** RAW DATA **
//! Salary plan configuration models.
//!
//! A salary plan is an ordered list of typed blocks. Plans arrive as JSON
//! from the `salary_plans.config` column or as YAML from a local catalog, and
//! parsing is deliberately lenient: unknown block types are preserved as
//! [`SalaryPlanBlock::Unknown`] and malformed payloads degrade to zeros.

use rust_decimal::Decimal;
use serde::{Deserialize, Serialize};
use tracing::warn;

use crate::error::EngineResult;

/// A single tier of the sales-target bonus ladder.
#[derive(Debug, Clone, Default, PartialEq, Eq, Serialize, Deserialize)]
pub struct TierConfig {
    /// Sales figure that must be met or exceeded.
    #[serde(default, skip_serializing_if = "Option::is_none")]
    pub sales_target: Option<Decimal>,
    /// Bonus paid when this is the highest tier reached.
    #[serde(default, skip_serializing_if = "Option::is_none")]
    pub bonus: Option<Decimal>,
}

/// Payload of a `basic_salary` block.
#[derive(Debug, Clone, Default, PartialEq, Eq, Serialize, Deserialize)]
pub struct BasicSalaryConfig {
    /// Monthly base salary.
    #[serde(default, skip_serializing_if = "Option::is_none")]
    pub base_salary: Option<Decimal>,
    /// Sales-target bonus ladder, in any order.
    #[serde(default)]
    pub tiered_bonus: Vec<TierConfig>,
}

/// Payload of a `commission` block.
#[derive(Debug, Clone, Default, PartialEq, Eq, Serialize, Deserialize)]
pub struct CommissionConfig {
    /// Sales must strictly exceed this before commission accrues.
    #[serde(default, skip_serializing_if = "Option::is_none")]
    pub threshold: Option<Decimal>,
    /// Commission rate applied to the excess, `0..=1`.
    #[serde(default, skip_serializing_if = "Option::is_none")]
    pub rate: Option<Decimal>,
}

/// Payload of a `fixed_amount` block.
///
/// Older plans store the amount under `basicSalary`; that key takes precedence.
#[derive(Debug, Clone, Default, PartialEq, Eq, Serialize, Deserialize)]
pub struct FixedAmountConfig {
    /// Fixed monthly amount.
    #[serde(default, skip_serializing_if = "Option::is_none")]
    pub amount: Option<Decimal>,
    /// Legacy alias for `amount`.
    #[serde(
        default,
        rename = "basicSalary",
        skip_serializing_if = "Option::is_none"
    )]
    pub basic_salary: Option<Decimal>,
}

/// A typed unit of a salary plan.
#[derive(Debug, Clone, PartialEq, Serialize, Deserialize)]
#[serde(from = "RawBlock", into = "RawBlock")]
pub enum SalaryPlanBlock {
    /// Base salary plus tiered sales bonus.
    BasicSalary(BasicSalaryConfig),
    /// Commission on sales above a threshold.
    Commission(CommissionConfig),
    /// Flat amount that replaces the basic salary.
    FixedAmount(FixedAmountConfig),
    /// A block type this engine does not know; kept verbatim and skipped.
    Unknown {
        /// The unrecognized `type` discriminant.
        kind: String,
        /// The untouched payload.
        config: serde_json::Value,
    },
}

impl SalaryPlanBlock {
    /// The `type` discriminant as stored in configuration.
    pub fn kind(&self) -> &str {
        match self {
            SalaryPlanBlock::BasicSalary(_) => "basic_salary",
            SalaryPlanBlock::Commission(_) => "commission",
            SalaryPlanBlock::FixedAmount(_) => "fixed_amount",
            SalaryPlanBlock::Unknown { kind, .. } => kind,
        }
    }
}

/// Wire shape of a block: `{ "type": ..., "config": {...} }`.
#[derive(Debug, Clone, Serialize, Deserialize)]
struct RawBlock {
    #[serde(rename = "type")]
    kind: String,
    #[serde(default)]
    config: serde_json::Value,
}

fn lenient<T>(kind: &str, config: serde_json::Value) -> T
where
    T: serde::de::DeserializeOwned + Default,
{
    if config.is_null() {
        return T::default();
    }
    serde_json::from_value(config).unwrap_or_else(|e| {
        warn!(block_type = kind, error = %e, "Malformed salary block config, using zeros");
        T::default()
    })
}

impl From<RawBlock> for SalaryPlanBlock {
    fn from(raw: RawBlock) -> Self {
        match raw.kind.as_str() {
            "basic_salary" => SalaryPlanBlock::BasicSalary(lenient(&raw.kind, raw.config)),
            "commission" => SalaryPlanBlock::Commission(lenient(&raw.kind, raw.config)),
            "fixed_amount" => SalaryPlanBlock::FixedAmount(lenient(&raw.kind, raw.config)),
            _ => SalaryPlanBlock::Unknown {
                kind: raw.kind,
                config: raw.config,
            },
        }
    }
}

impl From<SalaryPlanBlock> for RawBlock {
    fn from(block: SalaryPlanBlock) -> Self {
        let kind = block.kind().to_string();
        let config = match block {
            SalaryPlanBlock::BasicSalary(c) => serde_json::to_value(c),
            SalaryPlanBlock::Commission(c) => serde_json::to_value(c),
            SalaryPlanBlock::FixedAmount(c) => serde_json::to_value(c),
            SalaryPlanBlock::Unknown { config, .. } => Ok(config),
        }
        .unwrap_or_default();
        RawBlock { kind, config }
    }
}

/// A declarative salary plan.
///
/// # Example
///
/// ```
/// use barbershop_engine::models::{SalaryPlanBlock, SalaryPlanConfig};
///
/// let plan = SalaryPlanConfig::from_json(r#"{
///     "name": "Standard",
///     "description": "Base plus commission",
///     "blocks": [
///         { "type": "basic_salary", "config": { "base_salary": 2000, "tiered_bonus": [] } },
///         { "type": "commission", "config": { "threshold": 4000, "rate": 0.2 } }
///     ]
/// }"#).unwrap();
///
/// assert_eq!(plan.blocks.len(), 2);
/// assert!(matches!(plan.blocks[1], SalaryPlanBlock::Commission(_)));
/// ```
#[derive(Debug, Clone, Default, PartialEq, Serialize, Deserialize)]
pub struct SalaryPlanConfig {
    /// Display label.
    #[serde(default)]
    pub name: String,
    /// Display description.
    #[serde(default)]
    pub description: String,
    /// Blocks, processed in order.
    #[serde(default)]
    pub blocks: Vec<SalaryPlanBlock>,
}

impl SalaryPlanConfig {
    /// Parses a plan from its persisted JSON form.
    pub fn from_json(json: &str) -> EngineResult<Self> {
        Ok(serde_json::from_str(json)?)
    }
}

/// A bonus or deduction line item.
#[derive(Debug, Clone, Default, PartialEq, Eq, Serialize, Deserialize)]
pub struct DynamicField {
    /// Label shown on the payslip.
    #[serde(default)]
    pub name: String,
    /// Monetary contribution.
    #[serde(default)]
    pub amount: Decimal,
}

impl DynamicField {
    /// Creates a line item.
    pub fn new(name: impl Into<String>, amount: Decimal) -> Self {
        Self {
            name: name.into(),
            amount,
        }
    }
}

/// The salary plan record assigned to an employee.
///
/// Employees without a configured plan fall back to the legacy default plan.
#[derive(Debug, Clone, Default, PartialEq, Serialize, Deserialize)]
pub struct SalaryPlan {
    /// Database identifier, when known.
    #[serde(default, skip_serializing_if = "Option::is_none")]
    pub id: Option<String>,
    /// Plan name.
    #[serde(default)]
    pub name: String,
    /// The block configuration, if one has been assigned.
    #[serde(default)]
    pub config: Option<SalaryPlanConfig>,
}

#[cfg(test)]
mod tests {
    use super::*;
    use std::str::FromStr;

    fn dec(s: &str) -> Decimal {
        Decimal::from_str(s).unwrap()
    }

    #[test]
    fn test_parse_all_block_types() {
        let plan = SalaryPlanConfig::from_json(
            r#"{
                "name": "Mixed",
                "description": "",
                "blocks": [
                    { "type": "basic_salary", "config": {
                        "base_salary": 2000,
                        "tiered_bonus": [ { "sales_target": 7000, "bonus": 200 } ]
                    } },
                    { "type": "commission", "config": { "threshold": 4000, "rate": 0.2 } },
                    { "type": "fixed_amount", "config": { "amount": 3750 } }
                ]
            }"#,
        )
        .unwrap();

        match &plan.blocks[0] {
            SalaryPlanBlock::BasicSalary(c) => {
                assert_eq!(c.base_salary, Some(dec("2000")));
                assert_eq!(c.tiered_bonus[0].sales_target, Some(dec("7000")));
                assert_eq!(c.tiered_bonus[0].bonus, Some(dec("200")));
            }
            other => panic!("Expected basic salary block, got {:?}", other),
        }
        match &plan.blocks[1] {
            SalaryPlanBlock::Commission(c) => {
                assert_eq!(c.threshold, Some(dec("4000")));
                assert_eq!(c.rate, Some(dec("0.2")));
            }
            other => panic!("Expected commission block, got {:?}", other),
        }
        match &plan.blocks[2] {
            SalaryPlanBlock::FixedAmount(c) => assert_eq!(c.amount, Some(dec("3750"))),
            other => panic!("Expected fixed amount block, got {:?}", other),
        }
    }

    #[test]
    fn test_fixed_amount_reads_legacy_alias() {
        let plan = SalaryPlanConfig::from_json(
            r#"{ "blocks": [ { "type": "fixed_amount", "config": { "basicSalary": 3000 } } ] }"#,
        )
        .unwrap();

        match &plan.blocks[0] {
            SalaryPlanBlock::FixedAmount(c) => {
                assert_eq!(c.basic_salary, Some(dec("3000")));
                assert_eq!(c.amount, None);
            }
            other => panic!("Expected fixed amount block, got {:?}", other),
        }
    }

    #[test]
    fn test_unknown_block_type_is_preserved() {
        let plan = SalaryPlanConfig::from_json(
            r#"{ "blocks": [ { "type": "overtime", "config": { "rate": 1.5 } } ] }"#,
        )
        .unwrap();

        assert_eq!(plan.blocks[0].kind(), "overtime");
        assert!(matches!(plan.blocks[0], SalaryPlanBlock::Unknown { .. }));
    }

    #[test]
    fn test_missing_config_defaults_to_zeros() {
        let plan =
            SalaryPlanConfig::from_json(r#"{ "blocks": [ { "type": "commission" } ] }"#).unwrap();
        assert_eq!(
            plan.blocks[0],
            SalaryPlanBlock::Commission(CommissionConfig::default())
        );
    }

    #[test]
    fn test_malformed_config_degrades_to_zeros() {
        let plan = SalaryPlanConfig::from_json(
            r#"{ "blocks": [ { "type": "basic_salary", "config": { "base_salary": [1, 2] } } ] }"#,
        )
        .unwrap();
        assert_eq!(
            plan.blocks[0],
            SalaryPlanBlock::BasicSalary(BasicSalaryConfig::default())
        );
    }

    #[test]
    fn test_block_serializes_back_to_type_and_config() {
        let block = SalaryPlanBlock::Commission(CommissionConfig {
            threshold: Some(dec("4000")),
            rate: Some(dec("0.2")),
        });
        let json = serde_json::to_value(&block).unwrap();
        assert_eq!(json["type"], "commission");
        assert!(json["config"].get("threshold").is_some());

        let back: SalaryPlanBlock = serde_json::from_value(json).unwrap();
        assert_eq!(back, block);
    }

    #[test]
    fn test_dynamic_field_amount_defaults_to_zero() {
        let field: DynamicField = serde_json::from_str(r#"{ "name": "Eid bonus" }"#).unwrap();
        assert_eq!(field.amount, Decimal::ZERO);
    }

    #[test]
    fn test_salary_plan_without_config() {
        let plan: SalaryPlan = serde_json::from_str(r#"{ "name": "legacy" }"#).unwrap();
        assert!(plan.config.is_none());
    }
}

** EXERCISE **
Scan the data above for the word "BasicSalaryConfig" and report every line where it is found.

** THE ANSWER **
pub struct BasicSalaryConfig {
    BasicSalary(BasicSalaryConfig),
            SalaryPlanBlock::BasicSalary(BasicSalaryConfig::default())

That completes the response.